What happens if you type an unrecognized character into the Z-machine?

Per the Standard:

The only characters which can be read from the keyboard are ZSCII characters defined for input (see S3).

However, I don’t see what should happen if a user enters a Unicode character that’s not defined for ZSCII. Should the interpreter reject input entirely, change it to a ?, delete it, or is the behavior implementation-defined?

(Don’t forget to allow unicode characters that exist in the extra characters table)

I think that the standard saying they cannot be read definitely implies they should never, ever, ever end up in the text buffer that is read by lexical analysis. What the interpreter chooses to do: reject, alter, or ignore would seem to be implementation defined. My interpreter library skips the illegal character and signals a fault to the front-end, which can handle however it pleases: beep, error message, quit, format hard drive, etc. :slight_smile:

1 Like

The reason I ask is: the Dialog compiler can’t always prove that certain words will not be used for input-matching (if they appear in a closure), so it generates dictionary words for them to be safe. If these dictionary words contain Unicode that’s not in ZSCII (including the extra characters table), this is an error, and halts compilation.

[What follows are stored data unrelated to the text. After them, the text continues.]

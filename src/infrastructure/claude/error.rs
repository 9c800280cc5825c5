use thiserror::Error;

/// Errors that can occur when talking to the Messages API
#[derive(Error, Debug)]
pub enum ClaudeApiError {
    /// Invalid request parameters or malformed request
    #[error("Invalid request: {0}")]
    InvalidRequest(String),

    /// Authentication failed due to invalid or missing API key
    #[error("Authentication failed: {0}")]
    AuthenticationFailed(String),

    /// Rate limit exceeded, retry after waiting
    #[error("Rate limit exceeded")]
    RateLimitExceeded,

    /// API server encountered an internal error
    #[error("API server error: {0}")]
    ServerError(String),

    /// API server is overloaded, retry later
    #[error("API server overloaded")]
    Overloaded,

    /// Network error occurred during request
    #[error("Network error: {0}")]
    NetworkError(#[from] reqwest::Error),

    /// Response body did not match the expected shape
    #[error("Response parsing error: {0}")]
    SerializationError(#[from] serde_json::Error),

    /// Unknown error occurred
    #[error("Unknown error: {0}")]
    Unknown(String),
}

impl ClaudeApiError {
    /// Returns true when the error is transient and should be retried.
    ///
    /// Transient: rate limiting, server overload, other server errors.
    /// Everything else fails fast.
    pub fn is_transient(&self) -> bool {
        matches!(
            self,
            Self::RateLimitExceeded | Self::ServerError(_) | Self::Overloaded
        )
    }

    /// Classify an HTTP status code and response body.
    ///
    /// - 400 → invalid request
    /// - 401, 403 → authentication failed
    /// - 429 → rate limit exceeded
    /// - 529 → overloaded
    /// - other 5xx → server error
    /// - anything else → unknown
    pub fn from_status(status: reqwest::StatusCode, body: String) -> Self {
        match status.as_u16() {
            400 => Self::InvalidRequest(body),
            401 | 403 => Self::AuthenticationFailed(body),
            429 => Self::RateLimitExceeded,
            529 => Self::Overloaded,
            code if (500..600).contains(&code) => Self::ServerError(body),
            _ => Self::Unknown(format!("HTTP {status}: {body}")),
        }
    }
}
//! End-to-end iteration-loop scenarios against a scripted completion
//! client and an in-memory prompt store.

mod common;

use std::sync::Arc;

use chrono::Utc;
use rand::rngs::StdRng;
use rand::SeedableRng;

use common::{judge_json, Scripted, ScriptedClient};
use predikant::services::stylometry;
use predikant::{
    Config, GenerationTask, InMemoryPromptStore, PromptRepository, RunOutcome, ScoreBreakdown,
    SermonGenerator, StoredPrompt,
};

const SERMON_TEXT: &str =
    "Gemeente! Wat betekent dit woord vandaag voor ons? Niet dat wij God vinden, maar dat God \
     ons vindt. Dat is de omkering waar alles om draait. En toch blijven wij zoeken, alsof het \
     heil een prestatie zou zijn.";

/// Overall score the controller computes for `SERMON_TEXT` given a
/// uniform judge dimension (0-10 scale) and a clean discipline rating.
fn expected_overall(dimension: f64) -> f64 {
    let analysis = stylometry::analyze(SERMON_TEXT);
    let stylometric = stylometry::compute_score(&analysis, &Config::default().stylometry);
    ScoreBreakdown::blend(stylometric.score, dimension / 10.0, 1.0)
}

fn task(max_iterations: u32, target_score: f64) -> GenerationTask {
    GenerationTask {
        scripture_text: "Jakobus 5:13-18".to_string(),
        scripture_context: "Het gelovige gebed zal de zieke redden.".to_string(),
        reference_sermons: vec![],
        max_iterations,
        target_score,
    }
}

fn generator(
    client: Arc<ScriptedClient>,
    store: Arc<InMemoryPromptStore>,
) -> SermonGenerator<StdRng> {
    SermonGenerator::new(client, store, Config::default(), StdRng::seed_from_u64(1))
}

#[tokio::test]
async fn test_run_terminates_early_when_target_met() {
    // Iteration 1 scores low, iteration 2 scores high enough
    let client = Arc::new(ScriptedClient::new(vec![
        Scripted::Text(SERMON_TEXT.to_string()),
        Scripted::Text(judge_json(2.0, 10.0)),
        Scripted::Text(SERMON_TEXT.to_string()),
        Scripted::Text(judge_json(10.0, 10.0)),
    ]));
    let store = Arc::new(InMemoryPromptStore::new());

    let target = expected_overall(10.0) - 0.01;
    assert!(expected_overall(2.0) < target, "iteration 1 must miss the target");

    let report = generator(Arc::clone(&client), Arc::clone(&store))
        .run(&task(5, target))
        .await
        .unwrap();

    assert_eq!(report.outcome, RunOutcome::TargetMet);
    assert_eq!(report.best.iteration, 2);
    assert!(report.best.score.overall >= target);
    // Two generation calls plus two judge calls, nothing further
    assert_eq!(client.calls(), 4);

    // The winning prompt is persisted with no parent (baseline run)
    let stored = report.stored.expect("prompt should be persisted");
    assert_eq!(stored.version, 1);
    assert_eq!(stored.parent_version, None);
    assert_eq!(store.history().await.unwrap().len(), 1);
}

#[tokio::test]
async fn test_exhausted_run_returns_numerically_best_attempt() {
    // Five iterations, all below target; iteration 2 is the best
    let dimensions = [2.0, 6.0, 4.0, 3.0, 5.0];
    let mut script = Vec::new();
    for dimension in dimensions {
        script.push(Scripted::Text(SERMON_TEXT.to_string()));
        script.push(Scripted::Text(judge_json(dimension, 10.0)));
    }
    let client = Arc::new(ScriptedClient::new(script));
    let store = Arc::new(InMemoryPromptStore::new());

    let report = generator(Arc::clone(&client), Arc::clone(&store))
        .run(&task(5, 0.99))
        .await
        .unwrap();

    assert_eq!(report.outcome, RunOutcome::IterationsExhausted);
    assert_eq!(report.best.iteration, 2);
    assert!((report.best.score.overall - expected_overall(6.0)).abs() < 1e-9);
    assert_eq!(client.calls(), 10);

    // Cumulative token counters cover the generations up to the best attempt
    assert_eq!(report.best.input_tokens, 200);
    assert_eq!(report.best.output_tokens, 400);

    // The best prompt is persisted even though the target was missed
    let stored = report.stored.expect("prompt should be persisted");
    let best = store.current_best().await.unwrap().unwrap();
    assert_eq!(best.version, stored.version);
    assert!((best.score - report.best.score.overall).abs() < 1e-12);
}

#[tokio::test]
async fn test_run_evolves_from_stored_baseline() {
    let store = Arc::new(InMemoryPromptStore::new());
    store
        .seed(StoredPrompt {
            system_prompt: "Eerder geëvolueerd prompt.\n\nSTRUCTUUR:\n1. Opening".to_string(),
            score: 0.5,
            timestamp: Utc::now(),
            scripture_text: "Matteüs 5:9".to_string(),
            iteration: 3,
            tokens_used: 999,
            version: 1,
            parent_version: None,
            improvements: None,
        })
        .await;

    let client = Arc::new(ScriptedClient::new(vec![
        Scripted::Text(SERMON_TEXT.to_string()),
        Scripted::Text(judge_json(10.0, 10.0)),
    ]));

    let target = expected_overall(10.0) - 0.01;
    let report = generator(Arc::clone(&client), Arc::clone(&store))
        .run(&task(5, target))
        .await
        .unwrap();

    // The attempt descends from the stored baseline
    assert_eq!(report.best.prompt_version, 1);
    assert!(report.best.system_prompt.starts_with("Eerder geëvolueerd prompt."));

    let stored = report.stored.unwrap();
    assert_eq!(stored.version, 2);
    assert_eq!(stored.parent_version, Some(1));
}

#[tokio::test]
async fn test_generation_error_aborts_run_without_persistence() {
    let client = Arc::new(ScriptedClient::new(vec![Scripted::Error(
        "service exploded".to_string(),
    )]));
    let store = Arc::new(InMemoryPromptStore::new());

    let result = generator(Arc::clone(&client), Arc::clone(&store))
        .run(&task(5, 0.85))
        .await;

    assert!(result.is_err());
    assert!(store.history().await.unwrap().is_empty());
    assert!(store.current_best().await.unwrap().is_none());
}

#[tokio::test]
async fn test_judgment_error_aborts_run_without_persistence() {
    let client = Arc::new(ScriptedClient::new(vec![
        Scripted::Text(SERMON_TEXT.to_string()),
        Scripted::Error("judge unavailable".to_string()),
    ]));
    let store = Arc::new(InMemoryPromptStore::new());

    let result = generator(Arc::clone(&client), Arc::clone(&store))
        .run(&task(5, 0.85))
        .await;

    assert!(result.is_err());
    assert!(store.history().await.unwrap().is_empty());
}

#[tokio::test]
async fn test_unparseable_judge_response_degrades_instead_of_aborting() {
    // The judge returns prose instead of JSON; the run continues on
    // midpoint sub-scores and still persists at exhaustion
    let client = Arc::new(ScriptedClient::new(vec![
        Scripted::Text(SERMON_TEXT.to_string()),
        Scripted::Text("vandaag helaas geen JSON".to_string()),
    ]));
    let store = Arc::new(InMemoryPromptStore::new());

    let report = generator(Arc::clone(&client), Arc::clone(&store))
        .run(&task(1, 0.99))
        .await
        .unwrap();

    assert_eq!(report.outcome, RunOutcome::IterationsExhausted);
    assert!((report.best.score.qualitative - 0.5).abs() < 1e-12);
    assert!((report.best.score.discipline - 0.5).abs() < f64::EPSILON);
    assert!(report.stored.is_some());
}

#[tokio::test]
async fn test_disabled_persistence_stores_nothing() {
    let client = Arc::new(ScriptedClient::new(vec![
        Scripted::Text(SERMON_TEXT.to_string()),
        Scripted::Text(judge_json(10.0, 10.0)),
    ]));
    let store = Arc::new(InMemoryPromptStore::new());

    let report = generator(Arc::clone(&client), Arc::clone(&store))
        .persist_best(false)
        .run(&task(1, 0.0))
        .await
        .unwrap();

    assert_eq!(report.outcome, RunOutcome::TargetMet);
    assert!(report.stored.is_none());
    assert!(store.history().await.unwrap().is_empty());
}
use anyhow::Result;
use async_trait::async_trait;

use crate::domain::models::prompt::{NewPromptVersion, PromptStats, StoredPrompt};

/// Port trait for the prompt version store.
///
/// The store owns the append-only version history and the current-best
/// snapshot; all other components go through these operations and never
/// mutate stored state directly.
#[async_trait]
pub trait PromptRepository: Send + Sync {
    /// The current-best prompt, or `None` when the store is empty.
    ///
    /// Retrieval is best-effort: adapters treat missing or unreadable
    /// state as an empty store rather than failing, so callers can
    /// always fall back to the baseline prompt at version 0.
    async fn current_best(&self) -> Result<Option<StoredPrompt>>;

    /// Persist a new prompt version.
    ///
    /// Assigns the next monotonic version number (max existing + 1, or 1
    /// for an empty store), appends to the history unconditionally, and
    /// overwrites the current-best snapshot only when the new score
    /// strictly exceeds the existing best. Returns the stored record
    /// with its assigned version.
    async fn persist(&self, new: NewPromptVersion) -> Result<StoredPrompt>;

    /// Full version history, oldest first.
    async fn history(&self) -> Result<Vec<StoredPrompt>>;

    /// Aggregate statistics over the version history.
    async fn stats(&self) -> Result<PromptStats>;
}
use anyhow::{Context, Result};
use figment::providers::{Env, Format, Serialized, Yaml};
use figment::Figment;
use thiserror::Error;

use crate::domain::models::config::Config;

/// Configuration error types
#[derive(Error, Debug)]
pub enum ConfigError {
    #[error("Invalid temperature: {0}. Must be between 0.0 and 1.0")]
    InvalidTemperature(f64),

    #[error("Invalid target_score: {0}. Must be between 0.0 and 1.0")]
    InvalidTargetScore(f64),

    #[error("Invalid selection_probability: {0}. Must be between 0.0 and 1.0")]
    InvalidSelectionProbability(f64),

    #[error("Invalid discipline_floor: {0}. Must be between 0.0 and 1.0")]
    InvalidDisciplineFloor(f64),

    #[error("Invalid max_iterations: {0}. Must be at least 1")]
    InvalidMaxIterations(u32),

    #[error("Invalid max_retries: {0}. Cannot be 0")]
    InvalidMaxRetries(u32),

    #[error("Invalid fragment_length: {0}. Must be at least 1")]
    InvalidFragmentLength(usize),

    #[error("Invalid log level: {0}. Must be one of: trace, debug, info, warn, error")]
    InvalidLogLevel(String),

    #[error("Invalid log format: {0}. Must be one of: json, pretty")]
    InvalidLogFormat(String),

    #[error("Prompts directory cannot be empty")]
    EmptyPromptsDir,

    #[error("Configuration validation failed: {0}")]
    ValidationFailed(String),
}

/// Configuration loader with hierarchical merging
pub struct ConfigLoader;

impl ConfigLoader {
    /// Load configuration with hierarchical merging
    ///
    /// Precedence (lowest to highest):
    /// 1. Programmatic defaults (Serialized)
    /// 2. .predikant/config.yaml (project config)
    /// 3. .predikant/local.yaml (local overrides, optional)
    /// 4. Environment variables (`PREDIKANT_*` prefix, highest priority)
    pub fn load() -> Result<Config> {
        let config: Config = Figment::new()
            .merge(Serialized::defaults(Config::default()))
            .merge(Yaml::file(".predikant/config.yaml"))
            .merge(Yaml::file(".predikant/local.yaml"))
            .merge(Env::prefixed("PREDIKANT_").split("__"))
            .extract()
            .context("Failed to extract configuration from figment")?;

        Self::validate(&config)?;
        Ok(config)
    }

    /// Load configuration from a specific file
    pub fn load_from_file(path: impl AsRef<std::path::Path>) -> Result<Config> {
        let config: Config = Figment::new()
            .merge(Serialized::defaults(Config::default()))
            .merge(Yaml::file(path.as_ref()))
            .extract()
            .context(format!(
                "Failed to load config from {}",
                path.as_ref().display()
            ))?;

        Self::validate(&config)?;
        Ok(config)
    }

    /// Validate configuration after loading
    pub fn validate(config: &Config) -> Result<(), ConfigError> {
        for temperature in [config.generator.temperature, config.judge.temperature] {
            if !(0.0..=1.0).contains(&temperature) {
                return Err(ConfigError::InvalidTemperature(temperature));
            }
        }

        let iteration = &config.iteration;
        if !(0.0..=1.0).contains(&iteration.target_score) {
            return Err(ConfigError::InvalidTargetScore(iteration.target_score));
        }
        if !(0.0..=1.0).contains(&iteration.selection_probability) {
            return Err(ConfigError::InvalidSelectionProbability(
                iteration.selection_probability,
            ));
        }
        if !(0.0..=1.0).contains(&iteration.discipline_floor) {
            return Err(ConfigError::InvalidDisciplineFloor(
                iteration.discipline_floor,
            ));
        }
        if iteration.max_iterations == 0 {
            return Err(ConfigError::InvalidMaxIterations(iteration.max_iterations));
        }

        if config.retry.max_retries == 0 {
            return Err(ConfigError::InvalidMaxRetries(config.retry.max_retries));
        }

        if config.examples.fragment_length == 0 {
            return Err(ConfigError::InvalidFragmentLength(
                config.examples.fragment_length,
            ));
        }

        let valid_log_levels = ["trace", "debug", "info", "warn", "error"];
        if !valid_log_levels.contains(&config.logging.level.as_str()) {
            return Err(ConfigError::InvalidLogLevel(config.logging.level.clone()));
        }

        let valid_log_formats = ["json", "pretty"];
        if !valid_log_formats.contains(&config.logging.format.as_str()) {
            return Err(ConfigError::InvalidLogFormat(config.logging.format.clone()));
        }

        if config.store.prompts_dir.is_empty() {
            return Err(ConfigError::EmptyPromptsDir);
        }

        for (metric, target) in [
            ("char_count", &config.stylometry.char_count),
            ("avg_sentence_length", &config.stylometry.avg_sentence_length),
            ("sentence_length_std", &config.stylometry.sentence_length_std),
            ("question_ratio", &config.stylometry.question_ratio),
            ("lexical_diversity", &config.stylometry.lexical_diversity),
            ("comma_per_sentence", &config.stylometry.comma_per_sentence),
        ] {
            if target.std < 0.0 {
                return Err(ConfigError::ValidationFailed(format!(
                    "stylometry target '{metric}' has negative std {}",
                    target.std
                )));
            }
            if target.min > target.max {
                return Err(ConfigError::ValidationFailed(format!(
                    "stylometry target '{metric}' has min {} above max {}",
                    target.min, target.max
                )));
            }
        }

        Ok(())
    }
}

#[cfg(test)]
mod tests {
    use super::*;

    #[test]
    fn test_default_config_is_valid() {
        let config = Config::default();
        ConfigLoader::validate(&config).expect("default config should be valid");
    }

    #[test]
    fn test_yaml_parsing() {
        let yaml = r"
models:
  generator: claude-opus-4-5
  judge: claude-sonnet-4-5
iteration:
  max_iterations: 8
  target_score: 0.9
examples:
  count: 3
  fragment_length: 6000
";
        let config: Config = serde_yaml::from_str(yaml).expect("YAML should parse");
        assert_eq!(config.iteration.max_iterations, 8);
        assert!((config.iteration.target_score - 0.9).abs() < f64::EPSILON);
        assert_eq!(config.examples.count, 3);
        assert_eq!(config.examples.fragment_length, 6000);
        // Sections absent from the file keep their defaults
        assert_eq!(config.retry.max_retries, 5);

        ConfigLoader::validate(&config).expect("parsed config should be valid");
    }

    #[test]
    fn test_validate_temperature_out_of_range() {
        let mut config = Config::default();
        config.generator.temperature = 1.5;

        let result = ConfigLoader::validate(&config);
        assert!(matches!(
            result.unwrap_err(),
            ConfigError::InvalidTemperature(_)
        ));
    }

    #[test]
    fn test_validate_target_score_out_of_range() {
        let mut config = Config::default();
        config.iteration.target_score = 1.2;

        let result = ConfigLoader::validate(&config);
        assert!(matches!(
            result.unwrap_err(),
            ConfigError::InvalidTargetScore(_)
        ));
    }

    #[test]
    fn test_validate_zero_iterations() {
        let mut config = Config::default();
        config.iteration.max_iterations = 0;

        let result = ConfigLoader::validate(&config);
        assert!(matches!(
            result.unwrap_err(),
            ConfigError::InvalidMaxIterations(0)
        ));
    }

    #[test]
    fn test_validate_zero_retries() {
        let mut config = Config::default();
        config.retry.max_retries = 0;

        let result = ConfigLoader::validate(&config);
        assert!(matches!(
            result.unwrap_err(),
            ConfigError::InvalidMaxRetries(0)
        ));
    }

    #[test]
    fn test_validate_invalid_log_level() {
        let mut config = Config::default();
        config.logging.level = "verbose".to_string();

        let result = ConfigLoader::validate(&config);
        match result.unwrap_err() {
            ConfigError::InvalidLogLevel(level) => assert_eq!(level, "verbose"),
            other => panic!("expected InvalidLogLevel, got {other:?}"),
        }
    }

    #[test]
    fn test_validate_negative_std() {
        let mut config = Config::default();
        config.stylometry.question_ratio.std = -0.1;

        let result = ConfigLoader::validate(&config);
        assert!(matches!(
            result.unwrap_err(),
            ConfigError::ValidationFailed(_)
        ));
    }

    #[test]
    fn test_validate_empty_prompts_dir() {
        let mut config = Config::default();
        config.store.prompts_dir = String::new();

        let result = ConfigLoader::validate(&config);
        assert!(matches!(result.unwrap_err(), ConfigError::EmptyPromptsDir));
    }

    #[test]
    fn test_hierarchical_merging() {
        use std::io::Write;
        use tempfile::NamedTempFile;

        let mut base_file = NamedTempFile::new().unwrap();
        writeln!(
            base_file,
            "iteration:\n  max_iterations: 3\n  target_score: 0.7"
        )
        .unwrap();
        base_file.flush().unwrap();

        let mut override_file = NamedTempFile::new().unwrap();
        writeln!(override_file, "iteration:\n  max_iterations: 9").unwrap();
        override_file.flush().unwrap();

        let config: Config = Figment::new()
            .merge(Serialized::defaults(Config::default()))
            .merge(Yaml::file(base_file.path()))
            .merge(Yaml::file(override_file.path()))
            .extract()
            .unwrap();

        assert_eq!(config.iteration.max_iterations, 9, "override should win");
        assert!(
            (config.iteration.target_score - 0.7).abs() < f64::EPSILON,
            "base value should persist when not overridden"
        );
    }
}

I want to change that to a warning, because if the author can guarantee they’re not being used for input-matching, then there’s no reason for it to be an error. However, I’m not sure if it should generate dictionary words with a ? in the middle of them, or generate dictionary words with that character removed, or just not create a dictionary word at all. (Ideally, it shouldn’t matter.)

Unknown characters get converted to a question mark, so removing them from the dictionary word would mean they’d never match. Generating dictionary words with question marks in them should probably work, as long as question marks aren’t in the word separators list. If you did that the words could actually be used.

1 Like

Are you saying that is standard behavior for z-machine input? Because I don’t see anywhere in the standard that would suggest that to be the case.

Huh, you might be right, I can’t see it either. But it’s a convention at least, for Frotz and Bocfel do it too.

It’s also not so clear how a Glk library is meant to handle unicode data for glk_request_line_event.

However I did just notice that several (most?) Glk libraries get Latin-1 character events wrong too: RemGlk turns higher unicode into a ?, while GlkOte does a % 0xFF, instead of returning keycode_Unknown as section 2.4 indicates. @Zarf would you consider that to be the right reading?

Yeah, I agree.

The spec wording is a bit poor:

keycode_Unknown (any key which has no Latin-1 or special code)

I must have failed to update that line when the Unicode API went in, but it should still be true for Latin-1 char input.